On today’s show we’re talking about one of the latest disruptions to come into the retail industry. This is from the guy who brought us Uber, Travis Kalanick. His latest venture is called Cloudkitchens. The company is currently live in 3 markets, Los Angeles, San Francisco and Chicago.
The idea behind cloud kitchens is to break apart the traditional food and beverage model associated with a bricks and mortar restaurant. The trend toward delivery meals is growing and is being serviced primarily from the traditional bricks and mortar restaurants.
The vast majority of food delivery currently takes place in traditional brick and mortar restaurants, but these locations are not optimized for delivery. Today, online delivery is a high priced luxury product with a very poor experience.
Everything about the restaurant experience is designed for walk-ins and reservations. And while delivery is an increasing percentage of the business, many operators are forced to trade-off the dine-in experience with a booming delivery business.
Cloudkitchens has designed a commercial kitchen along a formula that allows for the basics and at the same time allows for customization of work flow. It’s a turnkey solution to opening new locations for those who want to be in the food and beverage business, with a focus towards building a delivery oriented brand.
The delivery channels like ubereats, grubhub, doordash, each have their own platform. There’s a problem of integrating the data from each of these disparate channels into a single accounting system. Cloudkitchens has completed the integration so that audited financials are a breeze.
The workflow in a restaurant is optimized towards the front of house dining experience. The workflow for a delivery model is completely different. When you are operating a restaurant kitchen with two competing workflows, you end up compromising both.
Kitchens in a restaurant are built to support table capacity. You now have a full set of tables and now additional demands on the workflow for which the kitchen was never designed. This forces food operators to compromise on both the dine-in and delivery experience. When workflows operate above 80% of their capacity, queueing theory says that the delays grow exponentially. A simple example of that is rush hour traffic. When the number of cars exceed 80% of the designed capacity of a road, the delays multiply. The same thing happens in a kitchen.

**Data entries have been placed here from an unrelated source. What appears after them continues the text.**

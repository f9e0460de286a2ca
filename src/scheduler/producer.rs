//! Enqueues planned chunks onto the task channel.
//!
//! Enqueue never waits on consumers. Transient backend failures are retried
//! with backoff; if the budget runs out, the error carries how far the
//! producer got so a rerun can resume with [`Producer::produce_from`].
//! Chunk ids are positional, so re-enqueueing an already-sent chunk is
//! harmless downstream.

use std::sync::Arc;
use std::time::{Duration, Instant};

use tracing::{debug, error, info};

use super::backend::QueueBackend;
use super::job::TaskChunk;
use super::planner;
use super::retry::Backoff;
use crate::error::QueueError;

/// Outcome of a produce run.
#[derive(Debug, Clone, Default, PartialEq)]
pub struct ProduceReport {
    /// Chunks in the plan.
    pub planned: usize,
    /// Chunks enqueued by this run.
    pub enqueued: usize,
    /// Chunks skipped because an earlier run already sent them.
    pub skipped: usize,
    pub elapsed: Duration,
}

/// Publishes task chunks to one channel.
pub struct Producer {
    backend: Arc<dyn QueueBackend>,
    channel: String,
    backoff: Backoff,
}

impl Producer {
    pub fn new(backend: Arc<dyn QueueBackend>, channel: impl Into<String>) -> Self {
        Self {
            backend,
            channel: channel.into(),
            backoff: Backoff::default(),
        }
    }

    pub fn with_backoff(mut self, backoff: Backoff) -> Self {
        self.backoff = backoff;
        self
    }

    pub fn channel(&self) -> &str {
        &self.channel
    }

    /// Plans `[0, total_parameters)` and enqueues every chunk.
    pub async fn plan_and_produce(
        &self,
        total_parameters: u64,
        chunk_size: u64,
    ) -> Result<ProduceReport, QueueError> {
        let chunks = planner::plan(total_parameters, chunk_size)?;
        self.produce(&chunks).await
    }

    /// Enqueues every chunk in order.
    pub async fn produce(&self, chunks: &[TaskChunk]) -> Result<ProduceReport, QueueError> {
        self.produce_from(chunks, 0).await
    }

    /// Enqueues chunks starting at index `resume_from`.
    pub async fn produce_from(
        &self,
        chunks: &[TaskChunk],
        resume_from: usize,
    ) -> Result<ProduceReport, QueueError> {
        let started = Instant::now();
        let skipped = resume_from.min(chunks.len());
        let mut enqueued = 0;

        info!(
            channel = %self.channel,
            planned = chunks.len(),
            resume_from = skipped,
            "Producing task chunks"
        );

        for (index, chunk) in chunks.iter().enumerate().skip(skipped) {
            let payload = chunk.to_payload()?;
            let backend = &self.backend;
            let channel = self.channel.as_str();
            let payload = payload.as_slice();

            let message_id = self
                .backoff
                .retry("enqueue", move || backend.enqueue(channel, payload))
                .await
                .map_err(|e| {
                    error!(
                        channel = %self.channel,
                        chunk_id = %chunk.chunk_id,
                        resume_from = index,
                        error = %e,
                        "Enqueue failed after retries"
                    );
                    e
                })?;

            enqueued += 1;
            debug!(chunk_id = %chunk.chunk_id, message_id = %message_id, "Enqueued chunk");
        }

        let report = ProduceReport {
            planned: chunks.len(),
            enqueued,
            skipped,
            elapsed: started.elapsed(),
        };
        info!(
            channel = %self.channel,
            enqueued = report.enqueued,
            skipped = report.skipped,
            elapsed_ms = report.elapsed.as_millis() as u64,
            "Produced task chunks"
        );
        Ok(report)
    }
}
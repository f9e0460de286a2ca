use chrono::{TimeZone, Utc};
use proptest::prelude::*;
use sweepq::scheduler::job::ResultSummary;
use sweepq::scheduler::planner::{chunk_count, plan_at};

proptest! {
    /// Property: chunks cover [0, N) exactly once, in order, with no gaps
    #[test]
    fn chunks_partition_the_range(total in 0u64..50_000, size in 1u64..5_000) {
        let created = Utc.timestamp_opt(0, 0).single().expect("epoch");
        let chunks = plan_at(total, size, created).expect("plan");

        prop_assert_eq!(chunks.len() as u64, chunk_count(total, size));
        let mut next = 0;
        for chunk in &chunks {
            prop_assert_eq!(chunk.start_param, next, "gap or overlap before {}", chunk.chunk_id);
            prop_assert!(chunk.is_well_formed(), "malformed chunk {:?}", chunk);
            prop_assert!(chunk.total_in_chunk <= size);
            next = chunk.end_param;
        }
        prop_assert_eq!(next, total);
        prop_assert_eq!(chunks.iter().map(|c| c.total_in_chunk).sum::<u64>(), total);
    }

    /// Property: only the last chunk may be short
    #[test]
    fn only_final_chunk_is_short(total in 1u64..50_000, size in 1u64..5_000) {
        let created = Utc.timestamp_opt(0, 0).single().expect("epoch");
        let chunks = plan_at(total, size, created).expect("plan");
        let (last, rest) = chunks.split_last().expect("non-empty plan");
        prop_assert!(rest.iter().all(|c| c.total_in_chunk == size));
        prop_assert_eq!(last.total_in_chunk, total - size * rest.len() as u64);
    }

    /// Property: planning twice yields identical chunk ids
    #[test]
    fn chunk_ids_are_deterministic(total in 0u64..20_000, size in 1u64..2_000) {
        let a = plan_at(total, size, Utc.timestamp_opt(0, 0).single().expect("epoch")).expect("plan");
        let b = plan_at(total, size, Utc::now()).expect("plan");
        let ids_a: Vec<_> = a.iter().map(|c| &c.chunk_id).collect();
        let ids_b: Vec<_> = b.iter().map(|c| &c.chunk_id).collect();
        prop_assert_eq!(ids_a, ids_b);
    }

    /// Property: folding summaries does not depend on order
    #[test]
    fn summary_merge_is_order_independent(values in prop::collection::vec((any::<i64>(), 0u64..1_000), 0..50)) {
        let summaries: Vec<_> = values.iter().map(|&(s, c)| ResultSummary::new(s, c)).collect();
        let forward = summaries.iter().fold(ResultSummary::default(), |acc, s| acc.merge(*s));
        let backward = summaries.iter().rev().fold(ResultSummary::default(), |acc, s| acc.merge(*s));
        prop_assert_eq!(forward, backward);
    }
}

#[test]
fn zero_chunk_size_is_rejected() {
    assert!(plan_at(10, 0, Utc::now()).is_err());
}
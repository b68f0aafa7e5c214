//! Shared data model for the Trinity Protocol core.
//!
//! Every cross-crate structure that crosses the message bus boundary or a
//! durable store lives here: the bus `Message` envelope, the `Pattern` store
//! record, cost-tracking `CostEntry`, and the ARCHITECT/EXECUTOR planning
//! types (`TaskSpec`, `ExecutionPlan`, `Strategy`).

mod cost;
mod message;
mod pattern;
mod plan;
mod task;

pub use cost::{CostEntry, CostSummary, ModelTier};
pub use message::{Message, MessageStatus};
pub use pattern::{Pattern, PatternType};
pub use plan::{ExecutionPlan, ParallelGroup, Strategy, SubAgentSpec};
pub use task::{Priority, SubAgentType, TaskSpec, TaskType};

/// Queue names recognized by the core (§6 of the spec).
pub mod queues {
    pub const TELEMETRY_STREAM: &str = "telemetry_stream";
    pub const PERSONAL_CONTEXT_STREAM: &str = "personal_context_stream";
    pub const IMPROVEMENT_QUEUE: &str = "improvement_queue";
    pub const EXECUTION_QUEUE: &str = "execution_queue";
}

So what does this have to do with real estate? The traditional bricks and mortar restaurants are located in the most expensive commercial retail real estate. A commercial kitchen can be located in the least expensive industrial space, lowering the operating cost of being in the food business dramatically.

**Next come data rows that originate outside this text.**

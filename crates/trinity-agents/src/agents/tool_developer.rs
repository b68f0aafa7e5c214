use async_trait::async_trait;
use serde_json::{Map, Value};
use trinity_types::{CostEntry, ModelTier};

use super::support::invoke_stub;
use crate::result::SubAgentResult;
use crate::sub_agent::SubAgent;

/// Builds new internal tooling for `tool_creation` tasks (§4.5.3 step 1).
pub struct ToolDeveloperAgent;

#[async_trait]
impl SubAgent for ToolDeveloperAgent {
    fn agent_name(&self) -> &'static str {
        "tool_developer"
    }
    fn model(&self) -> &'static str {
        "codestral-22b"
    }
    fn model_tier(&self) -> ModelTier {
        ModelTier::Local
    }

    async fn invoke(&self, task_spec: &Map<String, Value>) -> (SubAgentResult, CostEntry) {
        invoke_stub(self.agent_name(), self.model(), self.model_tier(), task_spec, |spec| {
            let goal = spec
                .get("Goal")
                .or_else(|| spec.get("goal"))
                .and_then(Value::as_str)
                .unwrap_or("the requested tool");
            format!("built tooling for {goal}")
        })
        .await
    }
}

So how is Cloudkitchens capitalized? Well, they recently secured a $400 million dollar round of financing from the Saudi Royal family. You might be wondering why on earth would Cloudkitchens need that much money as a startup? The technology component of their offer wouldn’t cost more than a couple of million dollars to develop from a software perspective. Even the marketing might stretch into a few tens of millions, but not much beyond that.
Well, it turns out that CloudKitchens is a real estate company that provides smart kitchens for delivery-only restaurants. They provide infrastructure and software that enables food operators to open delivery-only locations with minimal capital expenditure and time. They enable food operators to get into business within weeks instead of months or longer in the traditional restaurant model.
I know of several investors in the retail space who have argued that retail investments are safe as long as you are focused on businesses that cannot be satisfied by Amazon or other cloud based businesses. You can’t get your hair cut online. I see that the CloudKitchens model has the potential to upend prepared food.